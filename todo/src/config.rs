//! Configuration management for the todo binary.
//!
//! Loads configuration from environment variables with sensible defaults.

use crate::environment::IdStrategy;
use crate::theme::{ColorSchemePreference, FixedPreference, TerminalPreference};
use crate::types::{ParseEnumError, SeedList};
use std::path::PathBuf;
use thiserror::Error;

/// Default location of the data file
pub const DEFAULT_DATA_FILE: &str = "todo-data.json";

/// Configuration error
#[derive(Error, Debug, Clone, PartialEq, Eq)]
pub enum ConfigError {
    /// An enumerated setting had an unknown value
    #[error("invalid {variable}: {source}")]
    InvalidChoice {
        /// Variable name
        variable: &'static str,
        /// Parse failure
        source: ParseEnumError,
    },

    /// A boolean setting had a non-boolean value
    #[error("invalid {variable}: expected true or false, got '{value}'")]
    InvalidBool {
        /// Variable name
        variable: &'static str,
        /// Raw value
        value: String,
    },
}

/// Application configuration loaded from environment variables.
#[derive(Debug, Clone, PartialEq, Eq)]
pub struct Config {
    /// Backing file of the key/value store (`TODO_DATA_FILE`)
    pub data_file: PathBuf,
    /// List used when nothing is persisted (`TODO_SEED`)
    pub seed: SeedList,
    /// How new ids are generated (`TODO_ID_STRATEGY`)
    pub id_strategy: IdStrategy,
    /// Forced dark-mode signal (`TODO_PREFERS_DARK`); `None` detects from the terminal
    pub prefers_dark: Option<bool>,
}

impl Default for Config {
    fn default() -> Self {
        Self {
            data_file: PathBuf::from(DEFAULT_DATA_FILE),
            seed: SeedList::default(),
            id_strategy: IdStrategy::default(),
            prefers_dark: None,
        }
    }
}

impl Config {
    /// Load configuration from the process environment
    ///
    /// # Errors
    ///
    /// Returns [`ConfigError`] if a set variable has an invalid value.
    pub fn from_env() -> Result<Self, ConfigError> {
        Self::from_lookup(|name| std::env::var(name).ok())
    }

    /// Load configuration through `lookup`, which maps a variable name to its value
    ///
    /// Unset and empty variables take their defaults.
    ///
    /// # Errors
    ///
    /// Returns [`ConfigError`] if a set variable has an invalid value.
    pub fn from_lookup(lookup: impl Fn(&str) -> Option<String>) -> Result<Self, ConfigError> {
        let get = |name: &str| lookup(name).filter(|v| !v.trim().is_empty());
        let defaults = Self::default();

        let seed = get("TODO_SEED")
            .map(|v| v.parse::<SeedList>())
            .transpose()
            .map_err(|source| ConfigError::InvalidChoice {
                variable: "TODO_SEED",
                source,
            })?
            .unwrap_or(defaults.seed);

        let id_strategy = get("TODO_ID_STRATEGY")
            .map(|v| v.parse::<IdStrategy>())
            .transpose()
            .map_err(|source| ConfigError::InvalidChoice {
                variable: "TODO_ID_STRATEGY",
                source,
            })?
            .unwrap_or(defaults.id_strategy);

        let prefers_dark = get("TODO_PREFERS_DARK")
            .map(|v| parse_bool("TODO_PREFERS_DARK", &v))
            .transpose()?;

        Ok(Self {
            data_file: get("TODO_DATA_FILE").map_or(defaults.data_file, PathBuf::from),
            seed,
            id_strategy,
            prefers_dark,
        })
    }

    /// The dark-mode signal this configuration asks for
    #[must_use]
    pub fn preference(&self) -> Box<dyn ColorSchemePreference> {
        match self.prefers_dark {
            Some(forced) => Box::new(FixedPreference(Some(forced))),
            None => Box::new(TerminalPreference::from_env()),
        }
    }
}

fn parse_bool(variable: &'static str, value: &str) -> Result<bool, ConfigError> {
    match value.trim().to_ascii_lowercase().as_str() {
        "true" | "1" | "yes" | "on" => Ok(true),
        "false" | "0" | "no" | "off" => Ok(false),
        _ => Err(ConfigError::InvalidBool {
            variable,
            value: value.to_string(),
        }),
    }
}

· · · ·

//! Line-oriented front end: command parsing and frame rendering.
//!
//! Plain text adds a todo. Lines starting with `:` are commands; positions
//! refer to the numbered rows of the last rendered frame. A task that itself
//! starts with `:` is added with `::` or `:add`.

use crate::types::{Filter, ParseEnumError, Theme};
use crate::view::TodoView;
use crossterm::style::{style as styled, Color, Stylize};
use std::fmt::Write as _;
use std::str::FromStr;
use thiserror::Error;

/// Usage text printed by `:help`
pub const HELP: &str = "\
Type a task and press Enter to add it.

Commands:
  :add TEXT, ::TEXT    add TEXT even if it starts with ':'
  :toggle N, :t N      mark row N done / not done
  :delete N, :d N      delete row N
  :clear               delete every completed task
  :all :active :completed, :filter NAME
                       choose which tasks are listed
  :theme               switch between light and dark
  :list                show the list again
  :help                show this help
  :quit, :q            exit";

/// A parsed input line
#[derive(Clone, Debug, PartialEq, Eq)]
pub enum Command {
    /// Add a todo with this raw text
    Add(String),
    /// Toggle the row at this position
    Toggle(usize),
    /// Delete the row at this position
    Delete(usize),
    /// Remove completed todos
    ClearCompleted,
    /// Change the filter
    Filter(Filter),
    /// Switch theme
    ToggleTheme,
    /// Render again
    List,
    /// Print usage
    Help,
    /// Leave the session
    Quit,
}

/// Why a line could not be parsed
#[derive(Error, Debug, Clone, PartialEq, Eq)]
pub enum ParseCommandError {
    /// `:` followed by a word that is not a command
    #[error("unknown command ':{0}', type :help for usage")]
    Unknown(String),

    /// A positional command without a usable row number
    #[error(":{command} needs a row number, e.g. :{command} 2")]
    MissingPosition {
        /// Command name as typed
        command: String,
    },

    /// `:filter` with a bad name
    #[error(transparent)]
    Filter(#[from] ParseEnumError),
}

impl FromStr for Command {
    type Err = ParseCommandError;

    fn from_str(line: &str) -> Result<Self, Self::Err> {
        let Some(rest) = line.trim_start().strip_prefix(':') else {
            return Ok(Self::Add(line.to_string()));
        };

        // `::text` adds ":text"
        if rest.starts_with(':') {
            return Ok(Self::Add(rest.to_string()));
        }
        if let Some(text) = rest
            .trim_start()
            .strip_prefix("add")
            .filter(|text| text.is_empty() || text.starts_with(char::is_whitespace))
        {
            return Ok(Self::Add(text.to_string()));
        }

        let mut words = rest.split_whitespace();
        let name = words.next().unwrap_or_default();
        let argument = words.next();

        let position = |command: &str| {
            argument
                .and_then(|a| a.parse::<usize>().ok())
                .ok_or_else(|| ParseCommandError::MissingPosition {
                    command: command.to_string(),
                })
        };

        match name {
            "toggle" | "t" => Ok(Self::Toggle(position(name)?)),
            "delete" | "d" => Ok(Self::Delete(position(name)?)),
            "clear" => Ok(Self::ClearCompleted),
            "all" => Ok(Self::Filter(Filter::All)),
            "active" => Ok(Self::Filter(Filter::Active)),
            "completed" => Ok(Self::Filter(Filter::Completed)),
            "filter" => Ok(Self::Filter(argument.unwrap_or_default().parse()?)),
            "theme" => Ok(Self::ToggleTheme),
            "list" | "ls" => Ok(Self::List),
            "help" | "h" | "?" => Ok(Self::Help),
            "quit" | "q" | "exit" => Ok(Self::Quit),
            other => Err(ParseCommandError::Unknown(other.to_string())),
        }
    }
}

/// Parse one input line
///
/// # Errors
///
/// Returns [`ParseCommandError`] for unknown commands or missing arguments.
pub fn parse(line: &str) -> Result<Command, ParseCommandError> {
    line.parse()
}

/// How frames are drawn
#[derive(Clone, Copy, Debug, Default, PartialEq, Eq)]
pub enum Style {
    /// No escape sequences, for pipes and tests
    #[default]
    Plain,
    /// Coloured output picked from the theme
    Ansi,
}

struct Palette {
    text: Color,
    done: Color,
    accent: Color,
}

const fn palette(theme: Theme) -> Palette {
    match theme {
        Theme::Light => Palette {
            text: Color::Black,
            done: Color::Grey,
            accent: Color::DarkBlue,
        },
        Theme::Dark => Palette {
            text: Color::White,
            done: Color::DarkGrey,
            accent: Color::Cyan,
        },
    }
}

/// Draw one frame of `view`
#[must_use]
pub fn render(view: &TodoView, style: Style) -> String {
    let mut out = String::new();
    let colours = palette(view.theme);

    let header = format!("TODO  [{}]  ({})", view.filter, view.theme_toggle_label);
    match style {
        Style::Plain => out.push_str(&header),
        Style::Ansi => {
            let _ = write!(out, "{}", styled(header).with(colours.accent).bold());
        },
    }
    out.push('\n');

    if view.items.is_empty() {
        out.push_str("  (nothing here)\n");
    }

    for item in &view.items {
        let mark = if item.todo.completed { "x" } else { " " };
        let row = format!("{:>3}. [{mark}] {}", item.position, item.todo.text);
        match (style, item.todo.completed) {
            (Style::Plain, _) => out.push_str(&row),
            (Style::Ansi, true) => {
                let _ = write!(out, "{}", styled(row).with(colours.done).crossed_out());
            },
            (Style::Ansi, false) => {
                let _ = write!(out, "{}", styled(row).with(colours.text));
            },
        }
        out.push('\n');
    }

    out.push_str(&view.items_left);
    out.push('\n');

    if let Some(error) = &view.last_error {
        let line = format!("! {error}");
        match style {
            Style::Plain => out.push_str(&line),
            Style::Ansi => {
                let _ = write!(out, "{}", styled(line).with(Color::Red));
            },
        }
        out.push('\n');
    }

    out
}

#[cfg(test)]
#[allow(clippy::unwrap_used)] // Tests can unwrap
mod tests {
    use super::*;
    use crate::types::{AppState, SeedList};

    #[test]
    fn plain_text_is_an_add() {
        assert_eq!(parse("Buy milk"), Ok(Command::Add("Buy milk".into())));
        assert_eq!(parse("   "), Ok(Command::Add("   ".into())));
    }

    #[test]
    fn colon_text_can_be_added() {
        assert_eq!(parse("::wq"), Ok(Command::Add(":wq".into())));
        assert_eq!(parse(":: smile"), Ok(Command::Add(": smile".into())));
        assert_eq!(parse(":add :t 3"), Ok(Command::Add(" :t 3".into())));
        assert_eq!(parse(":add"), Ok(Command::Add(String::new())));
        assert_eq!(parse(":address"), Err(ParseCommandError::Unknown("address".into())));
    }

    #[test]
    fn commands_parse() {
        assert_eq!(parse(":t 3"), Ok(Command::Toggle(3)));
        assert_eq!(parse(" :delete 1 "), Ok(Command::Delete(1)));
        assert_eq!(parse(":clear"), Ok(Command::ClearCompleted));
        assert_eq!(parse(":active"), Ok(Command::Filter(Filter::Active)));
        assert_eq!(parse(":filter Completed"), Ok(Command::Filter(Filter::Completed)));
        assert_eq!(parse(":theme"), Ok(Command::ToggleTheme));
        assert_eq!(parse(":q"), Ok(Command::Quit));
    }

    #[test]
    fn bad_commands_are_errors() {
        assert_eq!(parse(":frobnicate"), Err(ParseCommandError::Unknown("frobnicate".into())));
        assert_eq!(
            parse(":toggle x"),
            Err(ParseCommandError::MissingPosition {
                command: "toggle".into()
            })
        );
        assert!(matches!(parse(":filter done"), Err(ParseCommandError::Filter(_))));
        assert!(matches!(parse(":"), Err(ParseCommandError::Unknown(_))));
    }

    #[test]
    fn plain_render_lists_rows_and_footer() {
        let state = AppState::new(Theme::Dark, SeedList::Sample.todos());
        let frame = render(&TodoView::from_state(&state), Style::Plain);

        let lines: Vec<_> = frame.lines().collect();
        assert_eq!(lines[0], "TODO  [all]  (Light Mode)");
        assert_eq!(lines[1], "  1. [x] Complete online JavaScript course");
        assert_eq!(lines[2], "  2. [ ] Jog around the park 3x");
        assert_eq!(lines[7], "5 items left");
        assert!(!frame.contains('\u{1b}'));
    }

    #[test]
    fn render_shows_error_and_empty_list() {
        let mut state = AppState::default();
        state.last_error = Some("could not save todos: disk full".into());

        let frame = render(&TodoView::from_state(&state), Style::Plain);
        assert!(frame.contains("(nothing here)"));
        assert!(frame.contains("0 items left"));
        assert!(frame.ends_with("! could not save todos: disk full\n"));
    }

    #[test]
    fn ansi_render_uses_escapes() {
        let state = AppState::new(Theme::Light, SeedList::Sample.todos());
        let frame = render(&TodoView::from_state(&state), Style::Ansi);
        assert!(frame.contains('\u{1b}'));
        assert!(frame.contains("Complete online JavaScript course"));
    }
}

· · · ·

§ Assignment
In the listing above, the lines from the one containing "Usage text printed" through the one containing "parsed input line" must be set down exactly, with no other lines.

§ Problem solution
/// Usage text printed by `:help`
pub const HELP: &str = "\
Type a task and press Enter to add it.

Commands:
  :add TEXT, ::TEXT    add TEXT even if it starts with ':'
  :toggle N, :t N      mark row N done / not done
  :delete N, :d N      delete row N
  :clear               delete every completed task
  :all :active :completed, :filter NAME
                       choose which tasks are listed
  :theme               switch between light and dark
  :list                show the list again
  :help                show this help
  :quit, :q            exit";

/// A parsed input line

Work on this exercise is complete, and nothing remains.